#[cfg(test)]
mod tests {
    use super::*;
    use std::cell::RefCell;

    use crate::mock::{MockBackend, MockPage};
    use crate::status::MemoryStatusPanel;
    use crate::workflow::OrderWorkflow;

    type Log = Rc<RefCell<Vec<String>>>;

    struct FakeSdk {
        log: Log,
        messages: bool,
        eligible: bool,
        fail_buttons: bool,
    }

    impl FakeSdk {
        fn new() -> Self {
            Self {
                log: Rc::default(),
                messages: true,
                eligible: true,
                fail_buttons: false,
            }
        }

        fn calls(&self) -> Vec<String> {
            self.log.borrow().clone()
        }
    }

    struct FakeCardFields {
        log: Log,
        eligible: bool,
    }

    impl PaymentSdk for FakeSdk {
        type CardFields = FakeCardFields;

        fn render_buttons(
            &self,
            style: &ButtonStyle,
            _callbacks: Rc<dyn CheckoutCallbacks>,
            container: &str,
        ) -> Result<()> {
            if self.fail_buttons {
                return Err(CheckoutError::Sdk("buttons unavailable".into()));
            }
            self.log
                .borrow_mut()
                .push(format!("buttons:{}:{container}", style.layout));
            Ok(())
        }

        fn supports_messages(&self) -> bool {
            self.messages
        }

        fn render_messages(&self, options: &MessagesOptions, container: &str) -> Result<()> {
            self.log
                .borrow_mut()
                .push(format!("messages:{}:{container}", options.amount));
            Ok(())
        }

        fn card_fields(&self, _callbacks: Rc<dyn CheckoutCallbacks>) -> Result<FakeCardFields> {
            Ok(FakeCardFields {
                log: self.log.clone(),
                eligible: self.eligible,
            })
        }
    }

    impl CardFields for FakeCardFields {
        fn is_eligible(&self) -> bool {
            self.eligible
        }

        fn render(&self, field: CardField, container: &str) -> Result<()> {
            self.log
                .borrow_mut()
                .push(format!("card:{field:?}:{container}"));
            Ok(())
        }

        fn submit(&self) {
            self.log.borrow_mut().push("card:submit".into());
        }
    }

    fn callbacks() -> Rc<dyn CheckoutCallbacks> {
        Rc::new(OrderWorkflow::new(
            MockBackend::new(),
            MockPage::default(),
            MemoryStatusPanel::new(),
        ))
    }

    #[test]
    fn test_script_url() {
        let url = SdkConfig::new("test-client").script_url().unwrap();
        let parsed = reqwest::Url::parse(&url).unwrap();

        assert_eq!(parsed.host_str(), Some("www.paypal.com"));
        assert_eq!(parsed.path(), "/sdk/js");

        let pairs: Vec<(String, String)> = parsed
            .query_pairs()
            .map(|(k, v)| (k.into_owned(), v.into_owned()))
            .collect();
        assert_eq!(
            pairs,
            vec![
                ("components".into(), "buttons,card-fields,messages".into()),
                ("intent".into(), "capture".into()),
                ("client-id".into(), "test-client".into()),
                ("enable-funding".into(), "venmo,paylater".into()),
                ("currency".into(), "USD".into()),
            ]
        );
    }

    #[test]
    fn test_script_url_requires_client_id() {
        let result = SdkConfig::default().script_url();
        assert!(matches!(result, Err(CheckoutError::Config(_))));
    }

    #[test]
    fn test_config_deserializes_with_defaults() {
        let config: SdkConfig =
            serde_json::from_str(r#"{"clientId":"abc","currency":"EUR"}"#).unwrap();
        assert_eq!(config.client_id, "abc");
        assert_eq!(config.currency, "EUR");
        assert_eq!(config.intent, Intent::Capture);
        assert_eq!(config.components.len(), 3);
    }

    #[test]
    fn test_widget_options_serialize_like_sdk_expects() {
        assert_eq!(
            serde_json::to_value(ButtonStyle::default()).unwrap(),
            serde_json::json!({
                "layout": "vertical", "color": "blue", "shape": "rect", "label": "paypal"
            })
        );
        assert_eq!(
            serde_json::to_value(MessagesOptions::new("10.00")).unwrap(),
            serde_json::json!({
                "amount": "10.00",
                "placement": "payment",
                "style": {"layout": "text", "logo": {"type": "inline"}}
            })
        );
    }

    #[test]
    fn test_initialize_all_widgets() {
        let sdk = FakeSdk::new();
        let page = MockPage::with_amount("");

        let report = SdkInitializer::default().initialize(&sdk, callbacks(), &page);

        assert!(report.buttons);
        assert!(report.messages);
        assert_eq!(report.card_fields, CardFieldsOutcome::Rendered);
        assert_eq!(
            sdk.calls(),
            vec![
                "buttons:vertical:#paypal-button-container",
                "messages:10.00:#paylater-message-container",
                "card:Number:#card-number-field",
                "card:Expiry:#card-expiry-field",
                "card:Cvv:#card-cvv-field",
            ]
        );
        assert!(!page.card_section_hidden());

        assert!(page.click_card_submit());
        assert_eq!(sdk.calls().last().map(String::as_str), Some("card:submit"));
    }

    #[test]
    fn test_ineligible_card_fields_hide_section() {
        let sdk = FakeSdk {
            eligible: false,
            ..FakeSdk::new()
        };
        let page = MockPage::default();

        let report = SdkInitializer::default().initialize(&sdk, callbacks(), &page);

        assert_eq!(report.card_fields, CardFieldsOutcome::Ineligible);
        assert!(report.buttons);
        assert!(report.messages);
        assert!(page.card_section_hidden());
        assert!(!page.has_submit_handler());
        assert!(!sdk.calls().iter().any(|c| c.starts_with("card:")));
    }

    #[test]
    fn test_messages_skipped_without_capability() {
        let sdk = FakeSdk {
            messages: false,
            ..FakeSdk::new()
        };

        let report = SdkInitializer::default().initialize(&sdk, callbacks(), &MockPage::default());

        assert!(!report.messages);
        assert!(!sdk.calls().iter().any(|c| c.starts_with("messages:")));
    }

    #[test]
    fn test_message_amount_fixed_at_construction() {
        let sdk = FakeSdk::new();
        let page = MockPage::with_amount("42.00");

        SdkInitializer::default().initialize(&sdk, callbacks(), &page);
        page.type_amount("99.00");

        assert!(sdk
            .calls()
            .contains(&"messages:42.00:#paylater-message-container".to_string()));
        assert!(!sdk.calls().iter().any(|c| c.contains("99.00")));
    }

    #[test]
    fn test_button_failure_does_not_block_other_widgets() {
        let sdk = FakeSdk {
            fail_buttons: true,
            ..FakeSdk::new()
        };
        let page = MockPage::default();

        let report = SdkInitializer::default().initialize(&sdk, callbacks(), &page);

        assert!(!report.buttons);
        assert!(report.messages);
        assert_eq!(report.card_fields, CardFieldsOutcome::Rendered);
    }
}
//! REST client
//!
//! Thin `reqwest` wrapper that runs every call through the bucket
//! limiter: acquire the route's bucket, perform the request, feed the
//! response headers back. A 429 is retried once after its `Retry-After`
//! window; everything else surfaces as [`RestError`].

use crate::headers::RateLimitHeaders;
use crate::limiter::RestRateLimiter;
use crate::route::Route;
use chat_client_common::{ClientConfig, LimitError};
use reqwest::header::{HeaderMap, HeaderValue, AUTHORIZATION};
use reqwest::{Method, StatusCode};
use serde::de::DeserializeOwned;
use serde::Deserialize;
use std::sync::Arc;
use std::time::Duration;
use tokio::time::Instant;

const USER_AGENT: &str = concat!("chat-client (", env!("CARGO_PKG_VERSION"), ")");
const REQUEST_TIMEOUT: Duration = Duration::from_secs(30);

/// Errors surfaced by REST calls
#[derive(Debug, thiserror::Error)]
pub enum RestError {
    /// The rate-limit wait was abandoned at the caller's deadline
    #[error(transparent)]
    Limit(#[from] LimitError),

    /// The HTTP transport failed
    #[error("http transport error: {0}")]
    Http(#[from] reqwest::Error),

    /// The server answered with a non-success status
    #[error("api returned status {status}: {body}")]
    Api {
        /// HTTP status code
        status: u16,
        /// Response body, for diagnostics
        body: String,
    },

    /// The response body was not the expected shape
    #[error("decode error: {0}")]
    Decode(#[from] serde_json::Error),

    /// The client could not be constructed from the configuration
    #[error("invalid client configuration: {0}")]
    Config(String),
}

/// Gateway connection parameters the server recommends for this token
#[derive(Debug, Clone, Deserialize)]
pub struct GatewayBot {
    /// Gateway WebSocket URL to connect to
    pub url: String,
    /// Recommended shard count
    pub shards: u32,
    /// Session start budget and identify concurrency
    pub session_start_limit: SessionStartLimit,
}

/// How many fresh sessions this token may still start
#[derive(Debug, Clone, Deserialize)]
pub struct SessionStartLimit {
    /// Session starts allowed per window
    pub total: u32,
    /// Session starts left in the current window
    pub remaining: u32,
    /// Milliseconds until the window resets
    pub reset_after: u64,
    /// Maximum concurrent identifies (identify bucket count)
    pub max_concurrency: u16,
}

/// Rate-limited HTTP access to the REST API
pub struct RestClient {
    http: reqwest::Client,
    limiter: RestRateLimiter,
    config: Arc<ClientConfig>,
}

impl RestClient {
    /// Build a client for the configured token and base URL
    pub fn new(config: Arc<ClientConfig>) -> Result<Self, RestError> {
        let mut auth = HeaderValue::from_str(&format!("Bot {}", config.token))
            .map_err(|_| RestError::Config("token contains non-ASCII characters".to_string()))?;
        auth.set_sensitive(true);

        let mut default_headers = HeaderMap::new();
        default_headers.insert(AUTHORIZATION, auth);

        let http = reqwest::Client::builder()
            .user_agent(USER_AGENT)
            .default_headers(default_headers)
            .timeout(REQUEST_TIMEOUT)
            .build()?;

        Ok(Self {
            http,
            limiter: RestRateLimiter::new(),
            config,
        })
    }

    /// Perform a rate-limited call and decode the JSON response
    ///
    /// Acquires the route's bucket (waiting out any limits, bounded by
    /// `deadline`), sends the request, and reports the response headers
    /// back to the limiter. One 429 is absorbed by retrying after the
    /// server's `Retry-After`; a second surfaces as [`RestError::Api`].
    pub async fn request<T: DeserializeOwned>(
        &self,
        route: &Route,
        body: Option<&serde_json::Value>,
        deadline: Option<Instant>,
    ) -> Result<T, RestError> {
        let mut retried = false;

        loop {
            let permit = self.limiter.acquire(route, deadline).await?;

            let url = format!("{}{}", self.config.rest_url, route.path());
            let mut request = self.http.request(route.method().clone(), &url);
            if let Some(body) = body {
                request = request.json(body);
            }

            tracing::debug!(route = %route, "rest request");
            let response = match request.send().await {
                Ok(response) => response,
                Err(err) => {
                    // Permit drop burns the slot conservatively
                    drop(permit);
                    return Err(err.into());
                }
            };

            let headers = RateLimitHeaders::from_headers(response.headers());
            let status = response.status();
            permit.complete(&headers);

            if status == StatusCode::TOO_MANY_REQUESTS && !retried {
                retried = true;
                tracing::warn!(route = %route, "rate limited; retrying after the taught window");
                // The next acquire waits out the Retry-After the limiter
                // just recorded
                continue;
            }

            if !status.is_success() {
                let body = response.text().await.unwrap_or_default();
                tracing::warn!(route = %route, status = status.as_u16(), "rest request failed");
                return Err(RestError::Api {
                    status: status.as_u16(),
                    body,
                });
            }

            let text = response.text().await?;
            return Ok(serde_json::from_str(&text)?);
        }
    }

    /// Fetch the recommended gateway parameters for this token
    ///
    /// Used for shard auto-detection: supplies the shard count, identify
    /// concurrency, and gateway URL.
    pub async fn get_gateway_bot(&self) -> Result<GatewayBot, RestError> {
        let route = Route::new(Method::GET, "/gateway/bot", "/gateway/bot");
        self.request(&route, None, None).await
    }
}

impl std::fmt::Debug for RestClient {
    fn fmt(&self, f: &mut std::fmt::Formatter<'_>) -> std::fmt::Result {
        f.debug_struct("RestClient")
            .field("rest_url", &self.config.rest_url)
            .finish()
    }
}
//! Gateway message envelope
//!
//! All frames on the wire are the same JSON envelope `{op, t, s, d}`;
//! `t` and `s` are only present on Dispatch frames.

use super::{HelloPayload, IdentifyPayload, OpCode, ResumePayload};
use serde::{Deserialize, Serialize};
use serde_json::Value;

/// Gateway message envelope
#[derive(Debug, Clone, Serialize, Deserialize)]
pub struct GatewayMessage {
    /// Operation code
    pub op: OpCode,

    /// Event type (only for op=0 Dispatch)
    #[serde(skip_serializing_if = "Option::is_none")]
    pub t: Option<String>,

    /// Sequence number (only for op=0 Dispatch)
    #[serde(skip_serializing_if = "Option::is_none")]
    pub s: Option<u64>,

    /// Event data payload
    #[serde(skip_serializing_if = "Option::is_none")]
    pub d: Option<Value>,
}

impl GatewayMessage {
    // === Client Messages ===

    /// Create a Heartbeat message (op=1) carrying the last seen sequence
    #[must_use]
    pub fn heartbeat(last_sequence: Option<u64>) -> Self {
        Self {
            op: OpCode::Heartbeat,
            t: None,
            s: None,
            d: Some(last_sequence.map_or(Value::Null, |s| Value::Number(s.into()))),
        }
    }

    /// Create an Identify message (op=2)
    #[must_use]
    pub fn identify(payload: &IdentifyPayload) -> Self {
        Self {
            op: OpCode::Identify,
            t: None,
            s: None,
            d: serde_json::to_value(payload).ok(),
        }
    }

    /// Create a Resume message (op=4)
    #[must_use]
    pub fn resume(payload: &ResumePayload) -> Self {
        Self {
            op: OpCode::Resume,
            t: None,
            s: None,
            d: serde_json::to_value(payload).ok(),
        }
    }

    /// Create a Presence Update message (op=3)
    #[must_use]
    pub fn presence_update(data: Value) -> Self {
        Self {
            op: OpCode::PresenceUpdate,
            t: None,
            s: None,
            d: Some(data),
        }
    }

    // === Parsing Server Messages ===

    /// Try to parse as a Hello payload (op=10)
    pub fn as_hello(&self) -> Option<HelloPayload> {
        if self.op != OpCode::Hello {
            return None;
        }
        self.d.as_ref().and_then(|d| serde_json::from_value(d.clone()).ok())
    }

    /// Try to parse the resumable flag of an Invalid Session (op=7)
    pub fn as_invalid_session(&self) -> Option<bool> {
        if self.op != OpCode::InvalidSession {
            return None;
        }
        Some(self.d.as_ref().and_then(Value::as_bool).unwrap_or(false))
    }

    /// Try to interpret as a Dispatch frame (op=0)
    ///
    /// Returns `(event_type, sequence, payload)`; frames missing any of
    /// the three are malformed and yield `None`.
    pub fn as_dispatch(&self) -> Option<(&str, u64, &Value)> {
        if self.op != OpCode::Dispatch {
            return None;
        }
        match (&self.t, self.s, &self.d) {
            (Some(t), Some(s), Some(d)) => Some((t.as_str(), s, d)),
            _ => None,
        }
    }

    // === Utilities ===

    /// Check if this frame is one the server is allowed to send
    #[must_use]
    pub fn is_valid_server_message(&self) -> bool {
        self.op.is_receivable()
    }

    /// Serialize to JSON string
    pub fn to_json(&self) -> Result<String, serde_json::Error> {
        serde_json::to_string(self)
    }

    /// Deserialize from JSON string
    pub fn from_json(json: &str) -> Result<Self, serde_json::Error> {
        serde_json::from_str(json)
    }
}

impl std::fmt::Display for GatewayMessage {
    fn fmt(&self, f: &mut std::fmt::Formatter<'_>) -> std::fmt::Result {
        if let Some(t) = &self.t {
            write!(f, "GatewayMessage(op={}, t={}", self.op, t)?;
            if let Some(s) = self.s {
                write!(f, ", s={s}")?;
            }
            write!(f, ")")
        } else {
            write!(f, "GatewayMessage(op={})", self.op)
        }
    }
}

- Problem details
Using the listing above, report each line that mentions the word "bucket".

- Exercise solution
//! Thin `reqwest` wrapper that runs every call through the bucket
//! limiter: acquire the route's bucket, perform the request, feed the
    /// Maximum concurrent identifies (identify bucket count)
    /// Acquires the route's bucket (waiting out any limits, bounded by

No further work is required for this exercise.